また、自習の習慣づけのため寮生が午後6時〜8時まで自習ができる学習室を通学生にも開放。常に教員が付き添い、放課後に自習できる環境を提供している。朝の登校直後の時間にも全校生徒に自習が促されている。
「まあこれだけやっていくと、正直、生徒もキツイし先生もキツイ。これまでの大らかな校風を思えば不満を持つ生徒がいてもやむを得ません。でも学力向上に向けての努力はすべてやる。まだまだ工夫の余地がたくさん残されていると考えています。」とさらなる改革への意欲をのぞかせる安藤校長。
21世紀の有為な人材を育成する
設立当初から自主性を重んじ、自分の言葉で語れる生徒に、そして品性を保つということを大切にしてきた同校。それは言い換えれば、今、文部科学省が謳っている“生きる力“を養うことでもある。が、具体的に自主性とは何か、自分の言葉とはどんな言葉なのかが不明確であるため、自由や自主性をはき違える生徒も出てくる、と安藤校長は指摘する。
「ですから私は、具体的にどんな人間に育てるのがウチの目標なのかを明言化しました。それが“21世紀の社会に有為な人材を育成する“であり、そのために何をすべきかを具体化させたのが、先の取り組みでもあるわけです」。

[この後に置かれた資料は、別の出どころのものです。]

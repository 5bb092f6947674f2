//! Data models for PathSeeker API resources.
//!
//! - `CurrentUser`, `UserUpdate`, `Registration`: account data
//! - `Profile`, `EditableProfile`: profile details (bio, education, work
//!   experience, skills, interests)

pub mod profile;
pub mod user;

pub use profile::{Education, EditableProfile, NewProfile, Profile, ProfileUpdate, WorkExperience};
pub use user::{CurrentUser, NewUser, Registration, RegistrationError, UserRole, UserUpdate};
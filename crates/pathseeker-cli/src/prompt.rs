//! Line-oriented terminal prompts.

use std::io::{self, Write};

use anyhow::Result;

/// Read one trimmed line after printing `label`
pub fn line(label: &str) -> Result<String> {
    print!("{}", label);
    io::stdout().flush()?;

    let mut input = String::new();
    io::stdin().read_line(&mut input)?;
    Ok(input.trim().to_string())
}

/// Like `line`, but an empty answer falls back to `default`
pub fn line_or(label: &str, default: &str) -> Result<String> {
    let input = if default.is_empty() {
        line(&format!("{}: ", label))?
    } else {
        line(&format!("{} [{}]: ", label, default))?
    };
    if input.is_empty() {
        Ok(default.to_string())
    } else {
        Ok(input)
    }
}

pub fn password(label: &str) -> Result<String> {
    Ok(rpassword::prompt_password(label)?)
}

社会に有為たる人材とは公平、正義、思いやりの心を持った人。そして社会に貢献し、他人のために何かできることを自分の喜びとするような人間だと定義する安藤校長は、まだ記憶に新しいインサイダー取引などで世間を騒がした事件を引き合いに出しながら、高
学歴、高学力だけではなく、人間的な部分をどう鍛えていくかが目標であるという。
だが、そのためには保護者との協力、連携が不可欠。従って「岩田ニューディールプラン」では、「社会や保護者からの要望にも的確に応えていく」ことにも重点を置いている。 |
生徒・保護者と共に考える生活指導
「服装などについても、心、あるいは自主性の問題だから、外見だけ強制しても意味がないというような議論が昔からあります。でも心の問題は簡単に解決できない。時にはまず形から入ることも必要です。自主性とは何かを考えさせるためには、教師がカベになって立ちはだかり、そこでなぜかを考える、あるいは説明する、そして気づく、納得するという過程を体験させる生徒指導が大事なんです。それには保護者の理解と連携も重要です。
朝、送り出す保護者が10分ぐらい遅れてもいいというのでは遅刻はなおらない。生活全般についてこまごまとしたことまでは言えませんが、ひとつのきっかけから、それこそ自主性をもって自分の生活態度を振りかってもらえるようになってもらいたい」と安藤校長。
創立以来、全校朝礼がなかった同校だが、今は2週間に1回ずつ実施。校長自ら生徒指導主任、生徒会長などとともに生徒に呼びかけ、さらに担任にも一人ひとりの服装などについて日ごろから注意を払うよう促している。
まだ始まったばかりの「岩田ニューディールプラン」。2学期には保護者、生徒両方にアンケートを実施して、率直に反省点を探り、実践指導面につなげていきたいと意欲的である。
改革の真価が問われる6年後、変革一期生卒業時までその変化と進化に期待したい。